Family stories can be both formative and reductive. They can also be transformative – and transformed. In the third part of her blog series, Nicola Mackay, a clinical physicist turned constellation therapist and researcher, introduces the two forms of language she uses within constellation therapy – and shares the powerful phrases that helped one client disentangle from his grandmother’s WW1 grief.

Stories are important. They are part of our life blood. They hold our love, our hopes and dreams, but also, they hold who we were. Who our ancestors were. Stories and language define the world and our place in it. Giving language and words to a silenced story of trauma gives a place to it. 

The story the client shares about what they wish to explore in the constellation informs the intentional question that we discussed in the first blog. I do always listen to the client’s story, but my focus is always on what is missing or what is not said within their story. 

Family stories are often altered or reduced down to a few words. We all do this. We all create a ‘single story’ of someone or something, and we do it to ourselves too. Encapsulating some of our own experiences into a few words is the creation of a single story:

•    I had a brother.
•    I am divorced.
•    I am estranged from my family. 
•    I live alone. 

There are silenced voices underneath those words.

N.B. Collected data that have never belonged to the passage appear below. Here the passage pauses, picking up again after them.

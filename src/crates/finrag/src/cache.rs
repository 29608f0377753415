//! In-process answer cache keyed by the normalized standalone query.

use parking_lot::Mutex;
use serde::{Deserialize, Serialize};
use std::collections::{HashMap, VecDeque};

use crate::config::CacheConfig;

#[derive(Debug, Clone, PartialEq, Serialize, Deserialize)]
pub struct CachedAnswer {
    pub answer: String,
    #[serde(default)]
    pub citations: Vec<String>,
}

#[derive(Default)]
struct Entries {
    answers: HashMap<String, CachedAnswer>,
    order: VecDeque<String>,
}

/// Bounded FIFO cache
pub struct AnswerCache {
    enabled: bool,
    max_entries: usize,
    entries: Mutex<Entries>,
}

impl AnswerCache {
    pub fn new(config: &CacheConfig) -> Self {
        Self {
            enabled: config.enabled && config.max_entries > 0,
            max_entries: config.max_entries,
            entries: Mutex::new(Entries::default()),
        }
    }

    pub fn disabled() -> Self {
        Self::new(&CacheConfig {
            enabled: false,
            max_entries: 0,
        })
    }

    /// Lowercase, collapse whitespace, drop trailing `?`/`.`/`!`
    pub fn normalize(query: &str) -> String {
        query
            .split_whitespace()
            .collect::<Vec<_>>()
            .join(" ")
            .to_lowercase()
            .trim_end_matches(['?', '.', '!'])
            .trim_end()
            .to_string()
    }

    pub fn get(&self, query: &str) -> Option<CachedAnswer> {
        if !self.enabled {
            return None;
        }
        self.entries.lock().answers.get(&Self::normalize(query)).cloned()
    }

    pub fn put(&self, query: &str, answer: CachedAnswer) {
        let key = Self::normalize(query);
        if !self.enabled || key.is_empty() || answer.answer.is_empty() {
            return;
        }
        let mut entries = self.entries.lock();
        if entries.answers.insert(key.clone(), answer).is_none() {
            entries.order.push_back(key);
        }
        while entries.order.len() > self.max_entries {
            if let Some(oldest) = entries.order.pop_front() {
                entries.answers.remove(&oldest);
            }
        }
    }

    pub fn len(&self) -> usize {
        self.entries.lock().answers.len()
    }

    pub fn is_empty(&self) -> bool {
        self.len() == 0
    }
}

impl std::fmt::Debug for AnswerCache {
    fn fmt(&self, f: &mut std::fmt::Formatter<'_>) -> std::fmt::Result {
        f.debug_struct("AnswerCache")
            .field("enabled", &self.enabled)
            .field("max_entries", &self.max_entries)
            .field("len", &self.len())
            .finish()
    }
}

This silencing of voices is also prevalent in our family and ancestral narrative, the scraps of information passed down from one generation to the next.

•    She never married. 
•    He never spoke of the war. 
•    My great-grandfather came over from Ireland. 
•    I think we used to have a farm. 
•    I think there was maybe a baby given away or lost there, I’m not sure. 
•    They always said she had a hard life. 

 
These souls rendered voiceless within the single story of the client are essential for creating the language of the intentional question and the unfolding of the constellation map.

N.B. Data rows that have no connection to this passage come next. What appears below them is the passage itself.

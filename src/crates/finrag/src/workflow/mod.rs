//! The reasoning graphs.
//!
//! ```text
//!  safety_check ─▶ merge_context ─▶ decide_path ─┬─▶ general_llm ────────────────────────┐
//!        │               │                       ├─▶ web_answer ─────────────────────────┤
//!        ▼               ▼                       └─▶ clarify ◀─▶ await_clarification*    │
//!       END      END (cache/context hit)               │                                 │
//!                                                      ▼                                 │
//!                              refine ─▶ decide_financial_path ─▶ check_reports          │
//!                                                                   │    ▲               │
//!                                                                   ▼    │               │
//!                                                          confirm_download*             │
//!                                                                   │                    │
//!                                                     select_analysis* (research mode)   │
//!                                                                   │                    │
//!                        ┌──────────────┬───────────────┬───────────┴───────┐            │
//!                        ▼              ▼               ▼                   ▼            │
//!                  answer_simple  answer_complex  answer_persona      kpi_analysis       │
//!                   (RAG graph)   (repeater graph) (persona graph)   (concurrent)        │
//!                        └──────────────┴───────┬───────┴───────────────────┘            │
//!                                               ▼                                        │
//!                                           finalize ─▶ follow_ups ◀─────────────────────┘
//!                                                            │
//!                                                           END
//! ```
//!
//! Nodes marked `*` are interrupts: the session driver asks the user and
//! resumes with the answer in `user_response`.
//!
//! Sub-graphs ([`rag`], [`repeater`], [`persona`]) are compiled once and run
//! inside the node that needs them, with the calling task's trace id as
//! their root.

pub mod analysis;
pub mod answer;
pub mod clarifier;
pub mod decomposer;
pub mod filings;
pub mod graph;
pub mod path_decider;
pub mod persona;
pub mod prompts;
pub mod question_tree;
pub mod rag;
pub mod repeater;
pub mod schemas;
pub mod state;
pub mod triage;

pub use graph::{build_main_graph, MainGraph, INTERRUPT_NODES};
pub use prompts::REFUSAL;
pub use question_tree::{QuestionNode, QuestionTree, DECOMPOSER_DEPTH};
pub use rag::{RagOutcome, RagRunner};
pub use repeater::{RepeaterOutcome, RepeaterRunner};
pub use persona::{PersonaOutcome, PersonaRunner};
pub use state::{ChatTurn, ClarifyingQuestion, Path, QuestionType, RetryCounters, SharedState};

use finrag_graph::{NodeContext, RetryPolicy, StateGraph};
use serde::de::DeserializeOwned;
use serde::Serialize;
use std::future::Future;

use crate::config::Limits;
use crate::error::Result;

/// Register `step` as node `name`; every run gets a clone of `deps`
pub(crate) fn add_step<D, S, P, F, Fut>(graph: &mut StateGraph, name: &str, deps: &D, step: F)
where
    D: Clone + Send + Sync + 'static,
    S: DeserializeOwned + Send + 'static,
    P: Serialize + Send + 'static,
    F: Fn(D, S, NodeContext) -> Fut + Send + Sync + 'static,
    Fut: Future<Output = Result<P>> + Send + 'static,
{
    let deps = deps.clone();
    graph.add_typed_node(name, move |state: S, ctx: NodeContext| step(deps.clone(), state, ctx));
}

/// Identity router mapping, so `compile` checks every target exists
pub(crate) fn branches<const N: usize>(targets: [&'static str; N]) -> [(&'static str, &'static str); N] {
    targets.map(|target| (target, target))
}

/// Executor-level re-runs of a failing node
pub(crate) fn node_retry_policy(limits: &Limits) -> RetryPolicy {
    RetryPolicy::with_retries(limits.node_retries)
}

/// Trim, drop empties and duplicates, cap at `max`
pub(crate) fn clean_list(items: Vec<String>, max: usize) -> Vec<String> {
    let mut cleaned: Vec<String> = Vec::new();
    for item in items {
        let item = item.trim().to_string();
        if !item.is_empty() && !cleaned.contains(&item) {
            cleaned.push(item);
        }
    }
    cleaned.truncate(max);
    cleaned
}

Healing words: spontaneous language and directed language

During the course of a constellation, whether in a group or an individual session, a language narrative will be introduced by the constellator within the created constellation space. 

There are two forms of language that I use within constellation therapy that I want to introduce you to: spontaneous and directed. 

The spontaneous is a language spoken directly from the entanglement we are unknowingly carrying with us as we walk through our life. In a constellation map, the spontaneous language narrative is spoken by the client as well as whoever or whatever is being represented. 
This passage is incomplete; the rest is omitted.